Host specificity, the degree to which a parasite exploits different host species, is one aspect of the host-parasite interface that has been implicated as a factor in shaping parasite population structure and genetic diversity at both fine and regional scales. I use co-structure analysis to examine the effects of host specificity on the generalist parasite Renifer aniarum and R. ancistrodontis watersnakes (Nerodia spp.) and Cottonmouths (Agkistrodon piscivorous).
Habitats, Hosts and Parasite Transmission
River networks are habitats characterized by repeated, arborescent bifurcations that form landscape pathways of branches and nodes. The spatial hierarchy of headwaters, tributaries, reaches and drainage basins combined with additional physical barriers and unidirectional stream flow can be major determinants of population connectivity and community structure for hosts. However, little is known about how these features combined with host dispersal can influence parasite transmission and mating system dynamics within river networks. I examined the effects of network structure in R. aniarum population connectivity in the Colorado River. Future work will focus on fine-scale transmission and mating system dynamics of the Monogenean parasite Gyrodactylus turnbulli in Trinidandian rivers.
Host Heterogeneity and Shoaling Behavior
Variation in within host processes such as shoaling behavior and individual immune response to parasite infection have the potential to alter both parasite infrapopulation composition (all the parasites in the same species that inhabit a given host individual) and transmission dynamics between hosts. For Gyrodactylid parasites, which can complete their life cycle on a single host and exhibit continuous transmission among developmental stages, host heterogeneity is likely to have a significant impact on fine-scale patterns of parasite transmission within host shoals and potentially shape parasite mating system dynamics within a host. More to come- this project is still in development!

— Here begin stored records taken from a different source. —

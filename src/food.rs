//! Normalized food records supplied by the host's food-database clients.

use std::collections::BTreeSet;
use std::fmt;

use serde::{Deserialize, Serialize};

use crate::error::ValidationError;

/// FODMAP content of a product, when the source reports it.
#[derive(Debug, Clone, Copy, PartialEq, Eq, Hash, Default, Serialize, Deserialize)]
#[serde(rename_all = "snake_case")]
pub enum FodmapLevel {
    /// Low FODMAP.
    Low,
    /// Moderate FODMAP.
    Moderate,
    /// High FODMAP.
    High,
    /// Not reported by the source.
    #[default]
    Unknown,
}

/// Where the product record came from.
#[derive(Debug, Clone, PartialEq, Eq, Hash, Default, Serialize, Deserialize)]
#[serde(rename_all = "snake_case")]
pub enum DataSource {
    /// Open Food Facts.
    OpenFoodFacts,
    /// USDA FoodData Central.
    Usda,
    /// Spoonacular.
    Spoonacular,
    /// Entered by the user.
    #[default]
    Manual,
    /// Any other named provider.
    Other(String),
}

impl fmt::Display for DataSource {
    fn fmt(&self, f: &mut fmt::Formatter<'_>) -> fmt::Result {
        match self {
            Self::OpenFoodFacts => write!(f, "open_food_facts"),
            Self::Usda => write!(f, "usda"),
            Self::Spoonacular => write!(f, "spoonacular"),
            Self::Manual => write!(f, "manual"),
            Self::Other(name) => write!(f, "other:{name}"),
        }
    }
}

/// A scanned or looked-up product. Immutable once built.
///
/// # Examples
///
/// ```
/// use gutguard::FoodItem;
///
/// let bread = FoodItem::new("123", "Sandwich bread")
///     .with_ingredients(["wheat flour", "water", "salt", "yeast"]);
/// assert_eq!(bread.ingredients.len(), 4);
/// assert!(!bread.gluten_free);
/// ```
#[derive(Debug, Clone, PartialEq, Eq, Serialize, Deserialize)]
pub struct FoodItem {
    /// Source-specific identifier.
    pub id: String,
    /// Product name.
    pub name: String,
    /// Brand, when known.
    #[serde(default, skip_serializing_if = "Option::is_none")]
    pub brand: Option<String>,
    /// Retail category, when known.
    #[serde(default, skip_serializing_if = "Option::is_none")]
    pub category: Option<String>,
    /// Ingredient strings in label order.
    #[serde(default)]
    pub ingredients: Vec<String>,
    /// Declared allergens.
    #[serde(default)]
    pub allergens: BTreeSet<String>,
    /// Product is labelled gluten-free.
    #[serde(default)]
    pub gluten_free: bool,
    /// Product is labelled lactose-free.
    #[serde(default)]
    pub lactose_free: bool,
    /// FODMAP content reported by the source.
    #[serde(default)]
    pub fodmap_level: FodmapLevel,
    /// EAN or UPC barcode.
    #[serde(default, skip_serializing_if = "Option::is_none")]
    pub barcode: Option<String>,
    /// Where the record came from.
    #[serde(default)]
    pub data_source: DataSource,
}

impl FoodItem {
    /// Creates a product with no ingredients and conservative flags.
    #[must_use]
    pub fn new(id: impl Into<String>, name: impl Into<String>) -> Self {
        Self {
            id: id.into(),
            name: name.into(),
            brand: None,
            category: None,
            ingredients: Vec::new(),
            allergens: BTreeSet::new(),
            gluten_free: false,
            lactose_free: false,
            fodmap_level: FodmapLevel::Unknown,
            barcode: None,
            data_source: DataSource::Manual,
        }
    }

    /// Sets the ingredient list.
    #[must_use]
    pub fn with_ingredients<I, S>(mut self, ingredients: I) -> Self
    where
        I: IntoIterator<Item = S>,
        S: Into<String>,
    {
        self.ingredients = ingredients.into_iter().map(Into::into).collect();
        self
    }

    /// Sets the declared allergens.
    #[must_use]
    pub fn with_allergens<I, S>(mut self, allergens: I) -> Self
    where
        I: IntoIterator<Item = S>,
        S: Into<String>,
    {
        self.allergens = allergens.into_iter().map(Into::into).collect();
        self
    }

    /// Sets the gluten-free and lactose-free label flags.
    #[must_use]
    pub fn with_flags(mut self, gluten_free: bool, lactose_free: bool) -> Self {
        self.gluten_free = gluten_free;
        self.lactose_free = lactose_free;
        self
    }

    /// Sets the FODMAP level.
    #[must_use]
    pub fn with_fodmap_level(mut self, level: FodmapLevel) -> Self {
        self.fodmap_level = level;
        self
    }

    /// Sets the brand.
    #[must_use]
    pub fn with_brand(mut self, brand: impl Into<String>) -> Self {
        self.brand = Some(brand.into());
        self
    }

    /// Sets the barcode.
    #[must_use]
    pub fn with_barcode(mut self, barcode: impl Into<String>) -> Self {
        self.barcode = Some(barcode.into());
        self
    }

    /// Sets the data source.
    #[must_use]
    pub fn with_data_source(mut self, source: DataSource) -> Self {
        self.data_source = source;
        self
    }

    /// Checks required fields.
    ///
    /// # Errors
    ///
    /// Returns `ValidationError::MissingField` when `id` or `name` is blank.
    pub fn validate(&self) -> Result<(), ValidationError> {
        if self.id.trim().is_empty() {
            return Err(ValidationError::MissingField {
                field: "id".to_string(),
            });
        }
        if self.name.trim().is_empty() {
            return Err(ValidationError::MissingField {
                field: "name".to_string(),
            });
        }
        Ok(())
    }
}

#[cfg(test)]
mod tests {
    use super::*;

    #[test]
    fn test_food_builder() {
        let food = FoodItem::new("42", "Yogurt")
            .with_ingredients(["milk", "cultures"])
            .with_allergens(["milk"])
            .with_flags(true, false)
            .with_fodmap_level(FodmapLevel::Moderate)
            .with_brand("Acme")
            .with_barcode("0001")
            .with_data_source(DataSource::OpenFoodFacts);

        assert_eq!(food.ingredients, vec!["milk", "cultures"]);
        assert!(food.allergens.contains("milk"));
        assert!(food.gluten_free);
        assert!(!food.lactose_free);
        assert_eq!(food.fodmap_level, FodmapLevel::Moderate);
        assert_eq!(food.data_source.to_string(), "open_food_facts");
    }

    #[test]
    fn test_validate_requires_id_and_name() {
        assert!(FoodItem::new("1", "Bread").validate().is_ok());
        assert_eq!(
            FoodItem::new(" ", "Bread").validate(),
            Err(ValidationError::MissingField {
                field: "id".to_string()
            })
        );
        assert_eq!(
            FoodItem::new("1", "").validate(),
            Err(ValidationError::MissingField {
                field: "name".to_string()
            })
        );
    }

    #[test]
    fn test_food_deserialize_defaults() {
        let food: FoodItem =
            serde_json::from_str(r#"{"id":"7","name":"Crackers","ingredients":["rice"]}"#).unwrap();
        assert_eq!(food.fodmap_level, FodmapLevel::Unknown);
        assert_eq!(food.data_source, DataSource::Manual);
        assert!(!food.gluten_free);
    }
}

Endemic to Epidemic Parasite Transmission
The transition from an endemic parasitic infection to an epidemic infection is not well understood. Sarcoptic mange is caused by a parasitic mite endemic to many wildlife populations. Recently however, infections of mange in Pennsylvania bears has reached epidemic proportions, resulting in a significant increase in mange-related bear mortality. In collaboration with the Pennsylvania Game Commission, local Pennsylvania hunters and Jan Janecka at Duquesne University, I am collecting bear and mange samples from southeastern Pennsylvania. The goal of this project will be to apply molecular epidemiology, landscape resistance genetic simulation modeling and bear population connectivity information in order to better understand the the factors that shift endemic infections to epidemics.
Applied Conservation Genetics
Combined with traditional monitoring tools and habitat assessments, population genetic monitoring of endangered and threatened species is an important resource for tracking changes in population connectivity and genetic diversity. I developed and lead the post-delisting monitoring of the Concho watersnake (Nerodia harteri paucimaculata) using a three prong approach that included genetic, demographic and hydrological data to help preserve this unique Texas endemic. Past conservation projects focused on the dune sagebrush lizard, black-footed ferret, snow leopard, and Cerulean warbler.